Diabetic neuropathy

Causes and Risks:
People with diabetes may develop temporary or permanent damage to nerve tissue during their illnesses. Injury to the nerves is caused by decreased blood flow and high blood-sugar levels . Neuropathies are more likely to develop if blood-glucose levels are poorly supervised. Some diabetics will not develop neuropathy, while others may develop this condition relatively early. On average, the onset of symptoms occurs 10 to 20 years after diabetes has been diagnosed.

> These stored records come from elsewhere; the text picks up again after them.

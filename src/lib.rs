#![allow(clippy::doc_markdown)] // Allow technical terms like SCREAMING_SNAKE_CASE in docs
#![allow(clippy::missing_errors_doc)] // Allow public functions without # Errors sections
#![allow(clippy::must_use_candidate)] // Allow methods without must_use when context is clear

//! # Task Watcher
//!
//! Timer scheduling and task lifecycle core for a broker-backed workflow engine.
//!
//! ## Overview
//!
//! The watcher decides when a pending task has to be looked at again (dispatch delay,
//! acknowledgement timeout, execution timeout, completion guard) and carries that
//! decision through the message broker instead of in-process timers. Far-future timers
//! sit in coarse buckets that are polled rarely; near-future timers sit in fine buckets
//! polled often. A strict state machine keeps task statuses correct under at-least-once
//! delivery, reordering and duplicates.
//!
//! ## Module Organization
//!
//! - [`state_machine`] - Legal task status transitions
//! - [`timer`] - Bucket router, dispatcher and bucket consumers
//! - [`lifecycle`] - Definition registry, task ledger, scheduler, action handler, intake
//! - [`messaging`] - Broker gateway, in-memory provider, buffered producer
//! - [`models`] - Tasks, task definitions, updates and commands
//! - [`validation`] - Identifier rules and defensive JSON decoding
//! - [`config`] - Layered watcher configuration
//! - [`watcher`] - Bootstrap and graceful shutdown
//!
//! ## Quick Start
//!
//! ```rust,no_run
//! use std::sync::Arc;
//! use task_watcher::{ConfigManager, InMemoryBroker, TaskWatcher};
//!
//! # async fn example() -> Result<(), Box<dyn std::error::Error>> {
//! task_watcher::logging::init_structured_logging();
//!
//! let manager = ConfigManager::load()?;
//! let watcher = TaskWatcher::start(manager.config().clone(), Arc::new(InMemoryBroker::new())).await?;
//!
//! watcher.registry().register_json(serde_json::json!({
//!     "name": "send_email",
//!     "failureStrategy": "RETRY",
//!     "retry": { "limit": 3, "delaySecond": 10 }
//! }))?;
//!
//! watcher.shutdown().await?;
//! # Ok(())
//! # }
//! ```

pub mod config;
pub mod constants;
pub mod error;
pub mod lifecycle;
pub mod logging;
pub mod messaging;
pub mod models;
pub mod state_machine;
pub mod timer;
pub mod utils;
pub mod validation;
pub mod watcher;

pub use config::{ConfigManager, ConfigurationError, TimerConfig, WatcherConfig};
pub use error::{WatcherError, WatcherResult};
pub use lifecycle::{
    TaskDefinitionRegistry, TaskEventIntake, TaskInstanceLedger, TaskLifecycleScheduler,
    TimerActionHandler,
};
pub use messaging::{
    BrokerGateway, BufferedProducer, InMemoryBroker, MessagingError, ProducerHandle,
    SharedGateway,
};
pub use models::{Command, Task, TaskDefinition, TaskKey, TaskUpdate};
pub use state_machine::{StateMachineError, TaskState, TaskStateMachine};
pub use timer::{BucketConsumerPool, DelayBucketRouter, TimerDispatcher, TimerEvent};
pub use validation::ValidationError;
pub use watcher::TaskWatcher;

Peripheral neuropathies may affect cranial nerves or nerves from the spinal column and their branches. This type of neuropathy tends to develop in stages. Early on, intermittent pain and tingling is noted in the extremities, particularly the feet. In later stages, the pain is more intense and constant. Finally, a painless neuropathy develops when pain sensation is lost to an area, which greatly increases the risk of severe tissue injury without pain as an indicator of injury.

Autonomic neuropathies affect the nerves that regulate involuntary vital functions including the heart muscle , smooth muscles, and glands. Low blood pressure , diarrhea , constipation , sexual impotence , and other symptoms result from autonomic neuropathies. Cranial neuropathies may affect vision and cause eye pain . Mononeuropathies affect a single nerve and are often reversible spontaneously. The incidence of diabetic neuropathy is 6 out of 10,000 people.

Prevention:
control of blood-glucose levels in people with diabetes may delay the onset or decrease the severity of neuropathies.

Symptoms:

Note: Symptoms vary depending on the nerve(s) affected and may include symptoms other than those listed. Symptoms usually develop gradually over years.

Signs and Tests:
Physical examination including neurological and sensory tests may reveal many neuropathies.

Treatment:
Treatment for diabetic neuropathy is symptomatic . Pain medication (not stronger than codeine because of the potential for addiction with long-term use) is usually prescribed. Dilantin and amitriptyline at bedtime have also provided relief of leg pain associated with neuropathy.

Prognosis:
The mechanisms of diabetic neuropathy are poorly understood. At present, treatment alleviates pain and can control some associated symptoms, but the process is generally progressive.

Complications:
There is an increased risk of injury because of loss of sensation and/or motor functioning.

Call Your Healthcare Provider:
Call for an appointment with your health care provider if signs and symptoms of diabetic neuropathy develop.